Written by Ethan Magoc on .

potholes pittsburgh 311Pittsburgh Mayor Bill Peduto watches the pothole patching crew from Pittsburgh Public Works Division 5 fill potholes with asphalt cold patch on Sutherland St. in Pittsburgh's Sheraden neighborhood on Jan. 15, 2014. Seeing where people request pothole help and how frequently they're filled could be easier if Pittsburgh's open data legislation passes.                                  (Bob Donaldson / Post-Gazette)

 

After Councilwoman Natalia Rudiak introduced an open data bill at a Tuesday press conference a lively online discussion followed on the city’s proposed legislation.

 

It was met with overall enthusiasm, but beyond basics like pothole locations and crime reports, it doesn’t yet have specifics in line with what groups like Pittsburgh Data Works are hoping to see.

 

Thirty five cities and a handful of counties have adopted open data, according to data.gov.

 

To explore potential implications of the proposal for Pittsburgh, let’s take a look at what other cities are doing in the open data realm:

 

  • 311 reports: Honolulu as opposed to Pittsburgh offers its 311 hotline dataset in an easily downloadable format. In Pittsburgh, the data needs to be requested before it can be analyzed. For example, reporter Emily DeMarco while working on 2012 Pittsburgh pothole investigation for PublicSource had to file a right-to-know request, the request was denied “on grounds that releasing the records would have a chilling effect on the public’s use of the call center,” DeMarco wrote. “But by that point, another city official had emailed me a redacted version of the database.”

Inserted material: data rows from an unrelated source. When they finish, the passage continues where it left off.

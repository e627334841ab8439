//! `gridroute simulate` — synthetic load driver.
//!
//! Builds a router, then lets several worker threads route randomly sized
//! requests through it at once. Each worker keeps its own tick clock and
//! lease book: a request placed at tick `t` with duration `d` is released
//! at tick `t + d`.

use std::path::Path;
use std::thread;
use std::time::{Duration, Instant};

use anyhow::{Context, anyhow};
use rand::rngs::StdRng;
use rand::{Rng, SeedableRng};
use serde::Serialize;
use tracing::{debug, info, warn};

use gridroute_balancer::{LeaseBook, Router, StatsSnapshot};
use gridroute_core::{
    AcceleratorSnapshot, PoolConfig, Request, RouterConfig, SimulationConfig, StrategyKind,
};

/// Command-line values that take precedence over the config file.
#[derive(Debug, Default)]
pub struct Overrides {
    pub strategy: Option<String>,
    pub accelerators: Option<u32>,
    pub capacity: u32,
    pub requests: Option<u64>,
    pub workers: Option<u32>,
    pub seed: Option<u64>,
}

#[derive(Debug, Serialize)]
pub struct SimulationReport {
    pub strategy: StrategyKind,
    pub accelerators: usize,
    pub workers: u32,
    pub requests: u64,
    pub elapsed_ms: f64,
    pub throughput_rps: f64,
    pub stats: StatsSnapshot,
    pub held_leases: usize,
    pub load: LoadDistribution,
}

/// Spread of reserved load across the pool at the end of a run.
#[derive(Debug, Clone, Copy, PartialEq, Serialize)]
pub struct LoadDistribution {
    pub mean: f64,
    pub std_dev: f64,
    pub min: u32,
    pub max: u32,
    pub max_ratio: f64,
}

pub fn simulate(config_path: Option<&Path>, overrides: Overrides, format: &str) -> anyhow::Result<()> {
    let config = resolve_config(config_path, overrides)?;
    config.validate()?;

    let router = Router::from_config(&config)?;
    let report = run(&router, &config.simulation())?;

    match format {
        "json" => {
            println!("{}", serde_json::to_string_pretty(&report)?);
        }
        _ => {
            println!("{}", format_report(&report));
        }
    }

    Ok(())
}

/// Merge the optional config file with command-line overrides.
pub fn resolve_config(config_path: Option<&Path>, overrides: Overrides) -> anyhow::Result<RouterConfig> {
    let mut config = match config_path {
        Some(path) => RouterConfig::from_file(path)
            .with_context(|| format!("failed to load {}", path.display()))?,
        None => RouterConfig::scaffold(StrategyKind::PowerOfTwoChoices),
    };

    if let Some(strategy) = overrides.strategy {
        config.strategy = strategy;
    }
    if let Some(count) = overrides.accelerators {
        config.accelerators.clear();
        config.pool = Some(PoolConfig {
            count,
            capacity: overrides.capacity,
        });
    }

    let mut sim = config.simulation();
    if let Some(requests) = overrides.requests {
        sim.requests = requests;
    }
    if let Some(workers) = overrides.workers {
        sim.workers = workers;
    }
    if overrides.seed.is_some() {
        sim.seed = overrides.seed;
    }
    config.simulation = Some(sim);

    Ok(config)
}

/// Route `sim.requests` requests through `router` from `sim.workers` threads.
pub fn run(router: &Router, sim: &SimulationConfig) -> anyhow::Result<SimulationReport> {
    info!(
        strategy = %router.strategy_kind(),
        accelerators = router.len(),
        requests = sim.requests,
        workers = sim.workers,
        "simulation starting"
    );

    let start = Instant::now();
    let held_leases = thread::scope(|s| -> anyhow::Result<usize> {
        let handles: Vec<_> = (0..sim.workers)
            .map(|worker| s.spawn(move || drive(router, sim, worker)))
            .collect();

        let mut held = 0;
        for handle in handles {
            held += handle
                .join()
                .map_err(|_| anyhow!("simulation worker panicked"))??;
        }
        Ok(held)
    })?;
    let elapsed = start.elapsed();

    let stats = router.stats();
    let report = SimulationReport {
        strategy: router.strategy_kind(),
        accelerators: router.len(),
        workers: sim.workers,
        requests: stats.total(),
        elapsed_ms: elapsed.as_secs_f64() * 1_000.0,
        throughput_rps: throughput(stats.total(), elapsed),
        stats,
        held_leases,
        load: load_distribution(&router.snapshot()),
    };

    if stats.rejected > 0 {
        warn!(
            rejected = stats.rejected,
            success_rate = stats.success_rate(),
            "some requests found no accelerator with room"
        );
    }
    info!(elapsed_ms = report.elapsed_ms, "simulation complete");
    Ok(report)
}

/// One worker's share of the run. Returns the leases still held at the end.
fn drive(router: &Router, sim: &SimulationConfig, worker: u32) -> anyhow::Result<usize> {
    let mut rng = match sim.seed {
        Some(seed) => StdRng::seed_from_u64(seed.wrapping_add(u64::from(worker))),
        None => StdRng::from_entropy(),
    };
    let share = worker_share(sim.requests, sim.workers, worker);
    let id_base = u64::from(worker) << 40;
    let mut book = LeaseBook::new();

    for tick in 0..share {
        let cost = rng.gen_range(sim.min_cost..=sim.max_cost);
        let duration = rng.gen_range(sim.min_duration..=sim.max_duration);
        let request = Request::new(id_base + tick, cost, duration)?;

        if let Some(accelerator) = router.route_request(&request) {
            book.hold(tick, accelerator, &request);
        }
        book.release_expired(tick, router);
    }

    debug!(
        worker,
        requests = share,
        outstanding = book.outstanding(),
        "worker finished"
    );
    Ok(book.len())
}

/// Requests assigned to `worker`; the remainder goes to the lowest workers.
fn worker_share(total: u64, workers: u32, worker: u32) -> u64 {
    let workers = u64::from(workers);
    let base = total / workers;
    let extra = u64::from(u64::from(worker) < total % workers);
    base + extra
}

fn throughput(requests: u64, elapsed: Duration) -> f64 {
    let secs = elapsed.as_secs_f64();
    if secs > 0.0 { requests as f64 / secs } else { 0.0 }
}

pub fn load_distribution(pool: &[AcceleratorSnapshot]) -> LoadDistribution {
    if pool.is_empty() {
        return LoadDistribution {
            mean: 0.0,
            std_dev: 0.0,
            min: 0,
            max: 0,
            max_ratio: 0.0,
        };
    }

    let n = pool.len() as f64;
    let mean = pool.iter().map(|a| f64::from(a.current_load)).sum::<f64>() / n;
    let variance = pool
        .iter()
        .map(|a| {
            let diff = f64::from(a.current_load) - mean;
            diff * diff
        })
        .sum::<f64>()
        / n;

    LoadDistribution {
        mean,
        std_dev: variance.sqrt(),
        min: pool.iter().map(|a| a.current_load).min().unwrap_or(0),
        max: pool.iter().map(|a| a.current_load).max().unwrap_or(0),
        max_ratio: pool.iter().map(|a| a.load_ratio).fold(0.0, f64::max),
    }
}

pub fn format_report(report: &SimulationReport) -> String {
    let stats = &report.stats;
    let mut out = String::new();
    out.push_str(&format!(
        "Simulation: {} over {} accelerators, {} workers\n",
        report.strategy, report.accelerators, report.workers
    ));
    out.push_str(&format!(
        "  Elapsed:     {:.2} ms ({:.0} req/s)\n",
        report.elapsed_ms, report.throughput_rps
    ));
    out.push_str(&format!("  Requests:    {}\n", report.requests));
    out.push_str(&format!(
        "  Routed:      {} ({:.1}%)\n",
        stats.routed,
        stats.success_rate() * 100.0
    ));
    out.push_str(&format!("  Rejected:    {}\n", stats.rejected));
    out.push_str(&format!(
        "  Attempts:    {:.2} per request\n",
        stats.attempts_per_request()
    ));
    out.push_str(&format!("  Held leases: {}\n", report.held_leases));
    out.push_str(&format!(
        "  Load:        mean {:.2}, std dev {:.2}, min {}, max {} (peak {:.0}%)",
        report.load.mean,
        report.load.std_dev,
        report.load.min,
        report.load.max,
        report.load.max_ratio * 100.0
    ));
    out
}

  • City employee salaries: Want to know how much each person on the Boston city payroll takes home? From the schools superintendent to the lowest-paid janitor? Boston offers such reports on an annual basis. They include overtime, so you can see how many police made at least $50,000 in overtime pay. (Answer: 130.)
  • Violation tickets: Champaign, Ill., summarizes its most commonly issued violation tickets over the past decade. Alcohol-related citations accounted for about half of each year’s total. On the same Champaign site, by the way, you can see a detailed inventory of every one of the 26,940 trees the city owns — if you’re into that sort of thing.
  • Towed vehicles: Baltimore lists a live log of cars the city has had to tow. Time towed, storage yard, license plate number and vehicle make are among the items included. About 61,000 vehicles have been towed there since October 2010.
  • Fire hydrants: Integral to putting out fires in a city, but where exactly are they located? Do certain neighborhoods have more than others? Madison, Wisc., offers an answer in map form on its data portal.
  • FOIA requests: Chicago’s Office of Emergency Management and Communications updates daily its list of received Freedom of Information Act requests.
    • Benjamin Smith, Pittsburgh’s open records officer, said he doesn’t know if Pittsburgh would offer something similar. When asked about a list of all-right-to-know requests, Smith said, “I’ve never had that kind of request.” Meta, right? As for the average number of right-to-know requests, according to Smith, Pittsburgh receives about one a day.